Slipping into frocks and putting on pageants. The Bohemian
Club, a beguiling mix of ultra-power hangout and high school play, is
one of several elite private clubs in San Francisco, curious islands of
conservatism amid a forest of Kerry for President signs.
Of these, the Big Four are the Bohemian Club, the stodgy
Pacific-Union Club atop Nob Hill, the gigantic sports-minded Olympic
Club, and the tiny ultra-exclusive San Francisco Golf Club straddling the
line between San Francisco and Daly City.
Two admit women. Two do not. One admits women in town, but not
in the country -- and not after dark.
None admits the poor, except in white jackets.
Or so sources say. Information is not easy to come by. It's
secret stuff, very hush-hush. Members consent to talk to a reporter
only if their names are withheld, and then say only the most laudatory
things. They're just following the rules. The bylaws for the
Pacific-Union Club, for example, read: "No information regarding any Club activity
or function shall be released by anyone to the media."
Also, one suspects, secrecy is part of the fun.
It's impossible to talk about private clubs in this day and age
without sounding censorious, but people have always liked having the
right to choose who joins their private associations. Mills College in
Oakland resisted a demand to let male students in. Many book clubs ban
men because the women want to read "The Hours" and the men would want
to read the new Alexander Hamilton biography. There are a number of fancy
women's clubs here, such as the Town & Country (said to be the
female Pacific-Union Club).
We all like to gang together with people like us, and men seem
to like it even more than women do. If there were only five men in all
of North America, three of them would sneak out behind the house and
start a club. The other two would not be asked to join.
Clubs are reproved for excluding various sets of people, but
excluding is, after all, the point. If there is to be an "us," there has to
a "not us." (Or your club is Costco.)
And as one member remarked, when it comes to women, "It's not
excluding. It's getting away from."
When Augusta National in Georgia was pressured, unsuccessfully,
to accept women two years ago, the appropriately named Mary Anne Case,
a professor at the University of Chicago Law School, couldn't think of
a reason for its refusal to admit females "that doesn't involve
somehow girls having cooties."
These relics of the age of exclusion seem to be in no danger of
going the way of other 19th century institutions. John van der Zee,
who lives in Healdsburg, posed as a waiter at the Bohemian Grove one
summer and wrote the 1974 book "The Greatest Men's Party on Earth."
"When I did the book," he said, "I thought it would be valedictory. A way of
life that was ending."
That was 30 years ago. Today these clubs have long waiting
lists. Paul B. "Red" Fay Jr., former undersecretary of the Navy who's
on the roster of the San Francisco Golf Club (SFGC), the Bohemian Club
(BC) and the Pacific-Union Club (PU), said, somewhat tautologically but
sincerely, "The reason there's such a big demand is because everybody
wants to get in them. "




-- -- --




"PU is the pre-eminent club," said Sally Debenham, a San
Francisco socialite. "The crème de la crème. Big, big heavy players
in the
PU Club. They take it seriously, the little darlings."

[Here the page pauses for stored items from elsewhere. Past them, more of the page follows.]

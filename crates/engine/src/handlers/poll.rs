//! WaitAndPoll: evaluate a condition until it holds.

use std::time::Duration;

use arbor_execution::{NodeError, ReportNode, ReportNodeStatus};
use arbor_plan::{NodeKind, PlanNode};
use async_trait::async_trait;
use tokio::time::Instant;

use crate::context::ExecutionContext;
use crate::error::EngineError;
use crate::handler::NodeHandler;
use crate::handlers::kind_mismatch;

/// Delay between polls when none is configured.
pub const DEFAULT_PACING: Duration = Duration::from_millis(100);

/// Handler for [`NodeKind::WaitAndPoll`].
///
/// Fails when the timeout or the iteration cap is reached first.
#[derive(Debug, Default, Clone, Copy)]
pub struct WaitAndPollHandler;

#[async_trait]
impl NodeHandler for WaitAndPollHandler {
    async fn execute(
        &self,
        ctx: &ExecutionContext,
        node: &PlanNode,
        report: &mut ReportNode,
    ) -> Result<ReportNodeStatus, EngineError> {
        let NodeKind::WaitAndPoll(params) = &node.kind else {
            return Err(kind_mismatch("wait and poll", node));
        };
        let pacing = ctx.eval_or(params.pacing.as_ref(), DEFAULT_PACING, |c, v| c.eval_millis(v, "pacing"))?;
        let timeout = params
            .timeout
            .as_ref()
            .map(|v| ctx.eval_millis(v, "timeout"))
            .transpose()?;
        let max_iterations = params
            .max_iterations
            .as_ref()
            .map(|v| ctx.eval_u64(v, "maxIterations"))
            .transpose()?;

        let started = Instant::now();
        let mut polls = 0_u64;
        let status = loop {
            if ctx.is_aborted() {
                break ReportNodeStatus::Interrupted;
            }
            polls += 1;
            if ctx.eval_bool(&params.condition, "condition")? {
                break ReportNodeStatus::Passed;
            }

            let elapsed = started.elapsed();
            let timed_out = timeout.is_some_and(|t| elapsed >= t);
            if timed_out || max_iterations.is_some_and(|max| polls >= max) {
                report.fail(NodeError::business(format!(
                    "condition not met after {polls} polls"
                )));
                break ReportNodeStatus::Failed;
            }

            let wait = timeout.map_or(pacing, |t| pacing.min(t - elapsed));
            if !ctx.sleep(wait).await {
                break ReportNodeStatus::Interrupted;
            }
        };

        report.set_attribute("polls", polls);
        Ok(status)
    }
}
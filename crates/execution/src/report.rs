//! Report nodes: the recorded outcome of one plan node visit.

use std::collections::BTreeMap;
use std::time::Duration;

use arbor_core::{PlanNodeId, ReportNodeId, RunId};
use chrono::{DateTime, Utc};
use serde::{Deserialize, Serialize};
use serde_json::Value;

use crate::status::ReportNodeStatus;

/// Classification of a node error.
#[derive(Debug, Clone, Copy, PartialEq, Eq, Hash, Serialize, Deserialize)]
#[serde(rename_all = "snake_case")]
pub enum ErrorKind {
    /// A business condition did not hold; maps to `Failed`.
    Business,
    /// Something broke; maps to `TechnicalError`.
    Technical,
}

/// Error recorded on a report node.
#[derive(Debug, Clone, PartialEq, Serialize, Deserialize)]
pub struct NodeError {
    /// Business or technical.
    pub kind: ErrorKind,
    /// Human-readable message.
    pub message: String,
    /// Structured cause, e.g. a remote agent's error payload.
    #[serde(default, skip_serializing_if = "Option::is_none")]
    pub details: Option<Value>,
}

impl NodeError {
    /// A business failure.
    pub fn business(message: impl Into<String>) -> Self {
        Self {
            kind: ErrorKind::Business,
            message: message.into(),
            details: None,
        }
    }

    /// A technical error.
    pub fn technical(message: impl Into<String>) -> Self {
        Self {
            kind: ErrorKind::Technical,
            message: message.into(),
            details: None,
        }
    }

    /// Attach a structured cause.
    #[must_use]
    pub fn with_details(mut self, details: Value) -> Self {
        self.details = Some(details);
        self
    }

    /// The node status this error maps to.
    #[must_use]
    pub fn status(&self) -> ReportNodeStatus {
        match self.kind {
            ErrorKind::Business => ReportNodeStatus::Failed,
            ErrorKind::Technical => ReportNodeStatus::TechnicalError,
        }
    }
}

impl std::fmt::Display for NodeError {
    fn fmt(&self, f: &mut std::fmt::Formatter<'_>) -> std::fmt::Result {
        write!(f, "{:?}: {}", self.kind, self.message)
    }
}

/// A binary artifact attached to a report node.
#[derive(Debug, Clone, PartialEq, Eq, Serialize, Deserialize)]
pub struct Attachment {
    /// File name.
    pub name: String,
    /// MIME type.
    pub mime_type: String,
    /// Raw content.
    pub content: Vec<u8>,
}

/// A timed measurement reported by a keyword.
#[derive(Debug, Clone, PartialEq, Serialize, Deserialize)]
pub struct Measure {
    /// Measure name.
    pub name: String,
    /// Start timestamp.
    pub begin: DateTime<Utc>,
    /// Duration in milliseconds.
    pub duration_ms: u64,
    /// Extra data.
    #[serde(default)]
    pub data: BTreeMap<String, Value>,
}

/// The outcome of one plan node visit.
///
/// Report nodes form a tree through `parent_id`; they never hold references
/// to each other, so any store keyed by id can hold them.
#[derive(Debug, Clone, PartialEq, Serialize, Deserialize)]
pub struct ReportNode {
    /// Unique id.
    pub id: ReportNodeId,
    /// Parent report node, `None` only for a run root.
    pub parent_id: Option<ReportNodeId>,
    /// Plan node this visit executed.
    pub plan_node_id: PlanNodeId,
    /// Run the node belongs to.
    pub run_id: RunId,
    /// Display name.
    pub name: String,
    /// Node kind tag.
    pub kind: String,
    /// Current status.
    pub status: ReportNodeStatus,
    /// When execution started.
    pub started_at: Option<DateTime<Utc>>,
    /// Wall-clock duration.
    #[serde(default, with = "crate::serde_duration_opt")]
    pub duration: Option<Duration>,
    /// Error, when failed.
    #[serde(default, skip_serializing_if = "Option::is_none")]
    pub error: Option<NodeError>,
    /// Custom attributes.
    #[serde(default)]
    pub attributes: BTreeMap<String, Value>,
    /// Binary artifacts.
    #[serde(default)]
    pub attachments: Vec<Attachment>,
    /// Timed measurements.
    #[serde(default)]
    pub measures: Vec<Measure>,
    /// Input payload.
    #[serde(default, skip_serializing_if = "Option::is_none")]
    pub input: Option<Value>,
    /// Output payload.
    #[serde(default, skip_serializing_if = "Option::is_none")]
    pub output: Option<Value>,
}

impl ReportNode {
    /// A node in `Running` state, stamped with the current time.
    pub fn new(
        run_id: RunId,
        parent_id: Option<ReportNodeId>,
        plan_node_id: PlanNodeId,
        name: impl Into<String>,
        kind: impl Into<String>,
    ) -> Self {
        Self {
            id: ReportNodeId::v4(),
            parent_id,
            plan_node_id,
            run_id,
            name: name.into(),
            kind: kind.into(),
            status: ReportNodeStatus::Running,
            started_at: Some(Utc::now()),
            duration: None,
            error: None,
            attributes: BTreeMap::new(),
            attachments: Vec::new(),
            measures: Vec::new(),
            input: None,
            output: None,
        }
    }

    /// A `NoRun` node that was never executed.
    pub fn skeleton(
        run_id: RunId,
        parent_id: Option<ReportNodeId>,
        plan_node_id: PlanNodeId,
        name: impl Into<String>,
        kind: impl Into<String>,
    ) -> Self {
        let mut node = Self::new(run_id, parent_id, plan_node_id, name, kind);
        node.status = ReportNodeStatus::NoRun;
        node.started_at = None;
        node
    }

    /// Set the final status and duration.
    pub fn finish(&mut self, status: ReportNodeStatus, duration: Duration) {
        self.status = status;
        self.duration = Some(duration);
    }

    /// Record an error and the status it maps to.
    pub fn fail(&mut self, error: NodeError) {
        self.status = self.status_after(error.status());
        self.error = Some(error);
    }

    fn status_after(&self, status: ReportNodeStatus) -> ReportNodeStatus {
        if self.status == ReportNodeStatus::Running {
            status
        } else {
            self.status.worst(status)
        }
    }

    /// Set a custom attribute.
    pub fn set_attribute(&mut self, key: impl Into<String>, value: impl Into<Value>) {
        self.attributes.insert(key.into(), value.into());
    }

    /// A compact JSON summary, bound as `callReport` after keyword calls.
    #[must_use]
    pub fn summary(&self) -> Value {
        serde_json::json!({
            "id": self.id.to_string(),
            "name": self.name,
            "status": self.status,
            "durationMs": self.duration.map(|d| d.as_millis() as u64),
            "error": self.error.as_ref().map(|e| e.message.clone()),
            "attributes": self.attributes,
        })
    }
}
//! Lifecycle plugin hooks.
//!
//! Hooks observe a run: its start and end, every report node before and
//! after execution, and virtual users of thread groups. A failing or
//! panicking hook is logged and skipped; it never changes a node's outcome.

use std::future::Future;
use std::panic::AssertUnwindSafe;
use std::sync::Arc;
use std::sync::atomic::{AtomicU64, Ordering};

use arbor_execution::{ReportNode, ReportNodeStatus};
use arbor_plan::PlanNode;
use arbor_telemetry::{EventBus, ExecutionEvent, MetricsRegistry, metrics};
use async_trait::async_trait;
use futures::FutureExt;

use crate::context::ExecutionContext;
use crate::error::EngineError;
use crate::runner::RunResult;

/// An observer of run and node lifecycle events.
///
/// Every method defaults to a no-op.
#[async_trait]
pub trait PluginHook: Send + Sync {
    /// Name used in logs.
    fn name(&self) -> &str;

    /// The run entered `Running` with `plan` as its root. Bindings set on
    /// `ctx.scope()` are visible to the whole plan.
    async fn on_run_start(&self, _ctx: &ExecutionContext, _plan: &PlanNode) -> anyhow::Result<()> {
        Ok(())
    }

    /// The run is exporting its result.
    async fn on_run_end(&self, _ctx: &ExecutionContext, _result: &RunResult) -> anyhow::Result<()> {
        Ok(())
    }

    /// `report` was created and is about to execute.
    async fn before_node(
        &self,
        _ctx: &ExecutionContext,
        _node: &PlanNode,
        _report: &ReportNode,
    ) -> anyhow::Result<()> {
        Ok(())
    }

    /// `report` was finalized.
    async fn after_node(
        &self,
        _ctx: &ExecutionContext,
        _node: &PlanNode,
        _report: &ReportNode,
    ) -> anyhow::Result<()> {
        Ok(())
    }

    /// A thread group started virtual user `user_id`.
    async fn on_thread_started(
        &self,
        _ctx: &ExecutionContext,
        _group: &ReportNode,
        _user_id: u64,
    ) -> anyhow::Result<()> {
        Ok(())
    }

    /// Virtual user `user_id` finished.
    async fn on_thread_ended(
        &self,
        _ctx: &ExecutionContext,
        _group: &ReportNode,
        _user_id: u64,
    ) -> anyhow::Result<()> {
        Ok(())
    }
}

/// Ordered list of hooks, notified in registration order.
pub struct HookChain {
    hooks: Vec<Arc<dyn PluginHook>>,
    failures: AtomicU64,
    failure_limit: Option<u64>,
}

impl HookChain {
    /// An empty chain.
    #[must_use]
    pub fn new() -> Self {
        Self {
            hooks: Vec::new(),
            failures: AtomicU64::new(0),
            failure_limit: None,
        }
    }

    /// Stop logging failures after `limit` of them.
    #[must_use]
    pub fn with_failure_limit(mut self, limit: Option<u64>) -> Self {
        self.failure_limit = limit;
        self
    }

    /// Append a hook.
    #[must_use]
    pub fn with_hook(mut self, hook: Arc<dyn PluginHook>) -> Self {
        self.hooks.push(hook);
        self
    }

    /// Number of hooks.
    #[must_use]
    pub fn len(&self) -> usize {
        self.hooks.len()
    }

    /// Whether the chain has no hooks.
    #[must_use]
    pub fn is_empty(&self) -> bool {
        self.hooks.is_empty()
    }

    /// Hook failures and panics seen so far.
    #[must_use]
    pub fn failures(&self) -> u64 {
        self.failures.load(Ordering::Relaxed)
    }

    pub(crate) async fn run_start(&self, ctx: &ExecutionContext, plan: &PlanNode) {
        for hook in &self.hooks {
            self.guard(hook.name(), "on_run_start", hook.on_run_start(ctx, plan))
                .await;
        }
    }

    pub(crate) async fn run_end(&self, ctx: &ExecutionContext, result: &RunResult) {
        for hook in &self.hooks {
            self.guard(hook.name(), "on_run_end", hook.on_run_end(ctx, result))
                .await;
        }
    }

    pub(crate) async fn before_node(&self, ctx: &ExecutionContext, node: &PlanNode, report: &ReportNode) {
        for hook in &self.hooks {
            self.guard(hook.name(), "before_node", hook.before_node(ctx, node, report))
                .await;
        }
    }

    pub(crate) async fn after_node(&self, ctx: &ExecutionContext, node: &PlanNode, report: &ReportNode) {
        for hook in &self.hooks {
            self.guard(hook.name(), "after_node", hook.after_node(ctx, node, report))
                .await;
        }
    }

    pub(crate) async fn thread_started(&self, ctx: &ExecutionContext, group: &ReportNode, user_id: u64) {
        for hook in &self.hooks {
            self.guard(
                hook.name(),
                "on_thread_started",
                hook.on_thread_started(ctx, group, user_id),
            )
            .await;
        }
    }

    pub(crate) async fn thread_ended(&self, ctx: &ExecutionContext, group: &ReportNode, user_id: u64) {
        for hook in &self.hooks {
            self.guard(
                hook.name(),
                "on_thread_ended",
                hook.on_thread_ended(ctx, group, user_id),
            )
            .await;
        }
    }

    async fn guard(&self, hook: &str, event: &'static str, call: impl Future<Output = anyhow::Result<()>>) {
        match AssertUnwindSafe(call).catch_unwind().await {
            Ok(Ok(())) => {}
            Ok(Err(err)) => self.record_failure(hook, event, &format!("{err:#}")),
            Err(payload) => {
                let err = EngineError::from_panic(&*payload);
                self.record_failure(hook, event, &err.to_string());
            }
        }
    }

    fn record_failure(&self, hook: &str, event: &'static str, message: &str) {
        let count = self.failures.fetch_add(1, Ordering::Relaxed) + 1;
        match self.failure_limit {
            Some(limit) if count > limit => {
                if count == limit + 1 {
                    tracing::warn!(limit, "hook failure limit reached, muting further hook failures");
                }
            }
            _ => tracing::warn!(hook, event, error = %message, "plugin hook failed"),
        }
    }
}

impl Default for HookChain {
    fn default() -> Self {
        Self::new()
    }
}

impl std::fmt::Debug for HookChain {
    fn fmt(&self, f: &mut std::fmt::Formatter<'_>) -> std::fmt::Result {
        f.debug_struct("HookChain")
            .field("hooks", &self.hooks.iter().map(|h| h.name().to_owned()).collect::<Vec<_>>())
            .field("failures", &self.failures())
            .finish()
    }
}

/// Projects the run lifecycle onto the event bus and metrics.
///
/// Metric names are the constants of [`arbor_telemetry::metrics`].
#[derive(Debug)]
pub struct TelemetryHook {
    events: Arc<EventBus>,
    metrics: MetricsRegistry,
}

impl TelemetryHook {
    /// A hook publishing to `events` and `metrics`.
    #[must_use]
    pub fn new(events: Arc<EventBus>, metrics: MetricsRegistry) -> Self {
        Self { events, metrics }
    }
}

#[async_trait]
impl PluginHook for TelemetryHook {
    fn name(&self) -> &str {
        "telemetry"
    }

    async fn on_run_start(&self, ctx: &ExecutionContext, plan: &PlanNode) -> anyhow::Result<()> {
        self.metrics.counter(metrics::RUNS_STARTED).inc();
        self.events.emit(ExecutionEvent::RunStarted {
            run_id: ctx.run_id(),
            plan_id: plan.id,
        });
        Ok(())
    }

    async fn on_run_end(&self, _ctx: &ExecutionContext, result: &RunResult) -> anyhow::Result<()> {
        self.metrics.counter(metrics::RUNS_ENDED).inc();
        self.events.emit(ExecutionEvent::RunEnded {
            run_id: result.run_id,
            run_status: result.run_status,
            status: result.status,
            duration: result.duration,
        });
        Ok(())
    }

    async fn before_node(
        &self,
        ctx: &ExecutionContext,
        node: &PlanNode,
        report: &ReportNode,
    ) -> anyhow::Result<()> {
        self.metrics.counter(metrics::NODES_STARTED).inc();
        self.events.emit(ExecutionEvent::NodeStarted {
            run_id: ctx.run_id(),
            report_id: report.id,
            plan_node_id: node.id,
            kind: report.kind.clone(),
            name: report.name.clone(),
        });
        Ok(())
    }

    async fn after_node(
        &self,
        ctx: &ExecutionContext,
        _node: &PlanNode,
        report: &ReportNode,
    ) -> anyhow::Result<()> {
        let duration = report.duration.unwrap_or_default();
        self.metrics.counter(metrics::NODES_FINISHED).inc();
        if report.status.is_failure() {
            self.metrics.counter(metrics::NODES_FAILED).inc();
        } else if report.status == ReportNodeStatus::Interrupted {
            self.metrics.counter(metrics::NODES_INTERRUPTED).inc();
        }
        self.metrics
            .histogram(metrics::NODE_DURATION_MS)
            .observe(duration.as_secs_f64() * 1000.0);
        self.events.emit(ExecutionEvent::NodeFinished {
            run_id: ctx.run_id(),
            report_id: report.id,
            kind: report.kind.clone(),
            status: report.status,
            duration,
        });
        Ok(())
    }

    async fn on_thread_started(
        &self,
        ctx: &ExecutionContext,
        group: &ReportNode,
        user_id: u64,
    ) -> anyhow::Result<()> {
        self.metrics.gauge(metrics::ACTIVE_USERS).inc();
        self.events.emit(ExecutionEvent::ThreadStarted {
            run_id: ctx.run_id(),
            group_id: group.id,
            user_id,
        });
        Ok(())
    }

    async fn on_thread_ended(
        &self,
        ctx: &ExecutionContext,
        group: &ReportNode,
        user_id: u64,
    ) -> anyhow::Result<()> {
        self.metrics.gauge(metrics::ACTIVE_USERS).dec();
        self.events.emit(ExecutionEvent::ThreadEnded {
            run_id: ctx.run_id(),
            group_id: group.id,
            user_id,
        });
        Ok(())
    }
}
#[tokio::test(start_paused = true)]
async fn for_each_stops_after_max_failed_rows() {
    let h = Harness::new();
    let rows: Vec<Value> = (1..=10).map(|n| json!([n])).collect();
    let config = json!({"headers": ["n"], "rows": rows});
    let body = PlanNode::if_block(DynamicValue::expression("row.n % 2 == 0")).with_child(outcome("failed"));
    let plan = PlanNode::for_each(ForEachParams::new("inline", config).with_max_failed_loops(3)).with_child(body);

    let result = h.engine.run(plan).await;

    assert_eq!(result.status, ReportNodeStatus::Failed);
    let root = h.node(result.root_report_id.unwrap());
    // Rows 2, 4 and 6 fail; row 7 is never read.
    assert_eq!(root.attributes["count"], json!(6));
    assert_eq!(root.attributes["errorCount"], json!(3));
    assert_eq!(h.pools.closed(), 1);
}

#[tokio::test(start_paused = true)]
async fn parallel_loop_honours_max_failed_loops() {
    let h = Harness::new();
    let body = [
        PlanNode::sleep(10),
        PlanNode::if_block(DynamicValue::expression("counter % 2 == 1")).with_child(outcome("failed")),
    ];
    let params = ForParams::range(0, 20).with_parallel(2).with_max_failed_loops(3);
    let plan = PlanNode::for_range(params).with_children(body);

    let result = h.engine.run(plan).await;

    assert_eq!(result.status, ReportNodeStatus::Failed);
    let root = h.node(result.root_report_id.unwrap());
    let count = root.attributes["count"].as_u64().unwrap();
    let failed = root.attributes["errorCount"].as_u64().unwrap();
    assert!(failed >= 3, "{failed}");
    // At most one iteration per other worker was already in flight.
    assert!((6..=7).contains(&count), "{count}");
}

The Pacific-Union's prohibitions have been characterized, said
Merla Zellerbach, as "no women, no Democrats, no reporters."




It's old guard, old money -- and many of the members are just
plain old.


The joke is that guest speakers must stop "when you hear the
canes rattle." It's housed in what travel writer Jan Morris described
as
an "inconceivably gloomy" mansion standing on a block by itself on the
crest of Nob Hill.




Belonging to a club like this says a lot about who you are.
Tell someone you're a member of the Pacific-Union Club, and you are
saying
you made it through a rigorous vetting to filter out the "not us."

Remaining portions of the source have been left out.